Her hand lay on his knee; he looked at it and wondered if the things he had heard of her were true. She had been the beloved child of her father, the old Pope, rotten with bitter wickedness; she had been the friend of her brother, the dreadful Cesare—her other brother, Francesco, and her second husband—was it not supposed that she knew how both had died?V
But for twenty-one years she had lived in Ferrara, patroness of poet and painter, companion of such as the courteous gentle Venetian, Pietro Bembo.VI
And Alfonso d’Este, her husband, had found no fault with her; as far as the world could see, there had been no fault to find.
Ormfredo Orsini stared at the hand sparkling on his knee and wondered.
“Suppose that I was to make you my father confessor?” she said. The white mantle had fallen apart and the bosom of her gown glittered, even in the twilight.
“What sins have you to confess, Madonna?” he questioned.

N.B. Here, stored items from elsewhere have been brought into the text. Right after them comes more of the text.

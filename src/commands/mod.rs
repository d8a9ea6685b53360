// SPDX-License-Identifier: AGPL-3.0-or-later
// SPDX-FileCopyrightText: 2025 Jonathan D.A. Jewell
//
//! Command implementations

pub mod add;
pub mod completions;
pub mod config;
pub mod export;
pub mod list;
pub mod remove;
pub mod stations;
pub mod summary;
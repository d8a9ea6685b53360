// SPDX-License-Identifier: AGPL-3.0-or-later
// SPDX-FileCopyrightText: 2025 Jonathan D.A. Jewell
//! Remove command - delete an employee record by PC Number
//!
//! Deletion is idempotent: removing an absent key succeeds and says so.

use crate::store::RosterStore;
use anyhow::{Context, Result};
use std::path::Path;

/// Run the remove command
pub fn run(data_dir: &Path, pc: &str) -> Result<()> {
    let mut store = RosterStore::load(data_dir)
        .with_context(|| format!("Failed to load roster from {}", data_dir.display()))?;

    let removed = store.remove(pc);
    store.save(data_dir)?;

    if removed {
        println!("Removed employee '{pc}'");
    } else {
        println!("No employee with PC Number '{pc}'");
    }

    Ok(())
}
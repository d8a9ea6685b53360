// SPDX-License-Identifier: AGPL-3.0-or-later
// SPDX-FileCopyrightText: 2025 Jonathan D.A. Jewell
//! Add command - insert or replace an employee record by PC Number
//!
//! Upsert semantics: every existing row with the same key is dropped and
//! the new row is appended, then the whole employee file is rewritten.
//! Ordering of unrelated rows is preserved; the touched row moves to the
//! end.

use crate::store::RosterStore;
use crate::types::EmployeeRecord;
use anyhow::{Context, Result};
use std::path::Path;

/// Run the add command
pub fn run(
    data_dir: &Path,
    pc: String,
    name: String,
    station: String,
    date: String,
    attachment: String,
) -> Result<()> {
    let mut store = RosterStore::load(data_dir)
        .with_context(|| format!("Failed to load roster from {}", data_dir.display()))?;

    // Station names are not validated against the station file, matching
    // the source. A miss is worth a warning, nothing more.
    if !station.is_empty() && !store.knows_station(&station) {
        eprintln!("Warning: station '{station}' is not in the station file");
    }

    let record = EmployeeRecord { pc_number: pc, name, station, date, attachment };
    let pc = record.pc_number.clone();
    let replaced = store.upsert(record);
    store.save(data_dir)?;

    if replaced {
        println!("Updated employee '{pc}'");
    } else {
        println!("Added employee '{pc}'");
    }

    Ok(())
}
// SPDX-License-Identifier: AGPL-3.0-or-later
// SPDX-FileCopyrightText: 2025 Jonathan D.A. Jewell
//! Invariant tests for the roster store and report builder
//!
//! These tests verify the core laws:
//! 1. Key uniqueness - at most one employee per PC Number after any mutation
//! 2. Filter identity - an unselected filter returns the collection unchanged
//! 3. Export fidelity - CSV reports survive round-trips exactly
//! 4. Aggregation conservation - group sums add back up to the file totals

use musterbook::report;
use musterbook::store::{RosterStore, StationFilter};
use musterbook::types::{EmployeeRecord, StationRecord};
use proptest::prelude::*;
use std::collections::HashSet;

// =============================================================================
// Test Helpers
// =============================================================================

fn make_employee(pc: &str, name: &str, station: &str) -> EmployeeRecord {
    EmployeeRecord {
        pc_number: pc.into(),
        name: name.into(),
        station: station.into(),
        date: "05.06.24".into(),
        attachment: String::new(),
    }
}

fn make_station(name: &str, sub_division: &str, quota: u32, actual: u32, vacancies: i64) -> StationRecord {
    StationRecord {
        station: name.into(),
        circle: "Circle".into(),
        sub_division: sub_division.into(),
        sanctioned_quota: quota,
        actual_strength: actual,
        vacancies,
    }
}

fn sample_store() -> RosterStore {
    RosterStore {
        stations: vec![
            make_station("A", "X", 10, 8, 2),
            make_station("B", "X", 5, 5, 0),
        ],
        employees: vec![
            make_employee("A101", "Kiran", "A"),
            make_employee("B202", "Meera", "B"),
        ],
    }
}

fn parse_csv(bytes: &[u8]) -> Vec<EmployeeRecord> {
    csv::Reader::from_reader(bytes)
        .deserialize()
        .collect::<Result<Vec<_>, _>>()
        .unwrap()
}

// =============================================================================
// Key Uniqueness
// =============================================================================

#[test]
fn test_delete_after_upsert_leaves_no_trace() {
    let mut store = sample_store();
    store.upsert(make_employee("A101", "Replacement", "B"));
    store.remove("A101");
    assert!(store.employees.iter().all(|e| e.pc_number != "A101"));
}

#[test]
fn test_upsert_is_idempotent() {
    let mut once = sample_store();
    once.upsert(make_employee("A101", "New", "B"));

    let mut twice = sample_store();
    twice.upsert(make_employee("A101", "New", "B"));
    twice.upsert(make_employee("A101", "New", "B"));

    assert_eq!(once.employees, twice.employees);
}

#[test]
fn test_upsert_never_duplicates_keys() {
    let mut store = sample_store();
    store.upsert(make_employee("A101", "One", "A"));
    store.upsert(make_employee("A101", "Two", "A"));
    store.upsert(make_employee("C303", "Three", "B"));

    let keys: HashSet<&str> = store.employees.iter().map(|e| e.pc_number.as_str()).collect();
    assert_eq!(keys.len(), store.employees.len(), "PC Numbers must be unique");
}

#[test]
fn test_upsert_then_case_insensitive_search() {
    // Scenario: upsert over an existing PC then search with folded case
    let mut store = sample_store();
    store.upsert(make_employee("A101", "New", "A"));

    let hits = store.filter_employees(Some("a101"), None);
    assert_eq!(hits.len(), 1);
    assert_eq!(hits[0].name, "New");
}

// =============================================================================
// Filter Identity and Stability
// =============================================================================

#[test]
fn test_unselected_employee_filter_is_identity() {
    let store = sample_store();
    assert_eq!(store.filter_employees(None, None), store.employees);
    assert_eq!(store.filter_employees(None, Some("All")), store.employees);
    assert_eq!(store.filter_employees(Some(""), Some("")), store.employees);
}

#[test]
fn test_filter_preserves_source_order() {
    let store = RosterStore {
        stations: vec![],
        employees: vec![
            make_employee("Z9", "Last", "A"),
            make_employee("A1", "First", "A"),
            make_employee("M5", "Middle", "B"),
        ],
    };
    let hits = store.filter_employees(None, Some("A"));
    let pcs: Vec<&str> = hits.iter().map(|e| e.pc_number.as_str()).collect();
    assert_eq!(pcs, ["Z9", "A1"], "stable filter, not a re-sort");
}

// =============================================================================
// Aggregation Conservation
// =============================================================================

#[test]
fn test_aggregation_sums_single_group() {
    let store = sample_store();
    let agg = store.aggregate_by_sub_division();
    assert_eq!(agg.len(), 1);
    assert_eq!(agg[0].sub_division, "X");
    assert_eq!(agg[0].sanctioned_quota, 15);
    assert_eq!(agg[0].actual_strength, 13);
    assert_eq!(agg[0].vacancies, 2);
}

// =============================================================================
// CSV Round-Trip
// =============================================================================

#[test]
fn test_csv_round_trip_with_delimiter_values() {
    let records = vec![
        make_employee("A101", "Kiran, Jr.", "A"),
        make_employee("B202", "quote \" inside", "B"),
    ];
    let bytes = report::to_csv(&records).unwrap();
    assert_eq!(parse_csv(&bytes), records);
}

#[test]
fn test_csv_round_trip_empty_and_single() {
    assert!(parse_csv(&report::to_csv(&[]).unwrap()).is_empty());

    let one = vec![make_employee("A101", "Kiran", "A")];
    assert_eq!(parse_csv(&report::to_csv(&one).unwrap()), one);
}

// =============================================================================
// Property Tests
// =============================================================================

proptest! {
    /// CSV reports reconstruct arbitrary record sets exactly.
    #[test]
    fn prop_csv_round_trip(rows in proptest::collection::vec(
        (".*", ".*", ".*", ".*", ".*"),
        0..8,
    )) {
        let records: Vec<EmployeeRecord> = rows
            .into_iter()
            .map(|(pc, name, station, date, attachment)| EmployeeRecord {
                pc_number: pc,
                name,
                station,
                date,
                attachment,
            })
            .collect();
        let bytes = report::to_csv(&records).unwrap();
        prop_assert_eq!(parse_csv(&bytes), records);
    }

    /// Group sums over all Sub-Divisions equal the sums over the whole file.
    #[test]
    fn prop_aggregation_conserves_totals(rows in proptest::collection::vec(
        ("[A-E]", 0u32..10_000, 0u32..10_000, -10_000i64..10_000),
        0..32,
    )) {
        let stations: Vec<StationRecord> = rows
            .into_iter()
            .enumerate()
            .map(|(i, (sub, quota, actual, vac))| make_station(&format!("S{i}"), &sub, quota, actual, vac))
            .collect();
        let store = RosterStore { stations: stations.clone(), employees: vec![] };
        let agg = store.aggregate_by_sub_division();

        let total_quota: u64 = stations.iter().map(|s| u64::from(s.sanctioned_quota)).sum();
        let total_actual: u64 = stations.iter().map(|s| u64::from(s.actual_strength)).sum();
        let total_vac: i64 = stations.iter().map(|s| s.vacancies).sum();

        prop_assert_eq!(agg.iter().map(|r| r.sanctioned_quota).sum::<u64>(), total_quota);
        prop_assert_eq!(agg.iter().map(|r| r.actual_strength).sum::<u64>(), total_actual);
        prop_assert_eq!(agg.iter().map(|r| r.vacancies).sum::<i64>(), total_vac);

        // One output row per distinct Sub-Division
        let distinct: HashSet<&str> = store.stations.iter().map(|s| s.sub_division.as_str()).collect();
        prop_assert_eq!(agg.len(), distinct.len());
    }

    /// Upserting the same record twice equals upserting it once.
    #[test]
    fn prop_upsert_idempotent(pc in "[A-Z][0-9]{1,4}", name in "[a-zA-Z ]{0,12}") {
        let record = make_employee(&pc, &name, "A");

        let mut once = sample_store();
        once.upsert(record.clone());

        let mut twice = sample_store();
        twice.upsert(record.clone());
        twice.upsert(record);

        prop_assert_eq!(once.employees, twice.employees);
    }

    /// The unselected station filter is the identity.
    #[test]
    fn prop_unselected_station_filter_is_identity(selector in prop_oneof![
        Just(None),
        Just(Some(String::new())),
        Just(Some("All".to_string())),
    ]) {
        let store = sample_store();
        let filter = StationFilter {
            station: selector.clone(),
            circle: selector.clone(),
            sub_division: selector,
        };
        prop_assert_eq!(store.filter_stations(&filter), store.stations);
    }
}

She peered at him sideways.
“A Pope’s daughter should not be afraid of the Judgment of God,” she answered. “And I am not. I shall relate my sins at the bar of Heaven and say I have repented—Ahè—if I was young again!”
“Your Highness has enjoyed the world,” said Orsini.
“Yea, the sun,” she replied, “but not the twilight.”
“The twilight?”
“It has been twilight now for many years,” she said, “ever since I came to Ferrara.”
The moon was rising behind the cypress trees, a slip of glowing light. Lucrezia took her chin in her hand and stared before her; a soft breeze stirred the tall reeds in the pool behind her and gently ruffled the surface of the water.
The breath of the night-smelling flowers pierced the slumbrous air; the palace showed a faint shape, a marvellous tint; remote it looked and uncertain in outline.
Lucrezia was motionless; her garments were dim, yet glittering, her face a blur; she seemed the ruin of beauty and graciousness, a fair thing dropped suddenly into decay.
Orsini rose and stepped away from her; the perfume of her unguents offended him. He found something horrible in the memory of former allurement that clung to her; ghosts seemed to crowd round her and pluck at her, like fierce birds at carrion.
He caught the glitter of her eyes through the dusk; she was surely evil, bad to the inmost core of her heart; her stale beauty reeked of dead abomination.… Why had he never noticed it before?
The ready wit of his rank and blood failed him; he turned away towards the cypress trees.
The Duchess made no attempt to detain him; she did not move from her crouching, watchful attitude.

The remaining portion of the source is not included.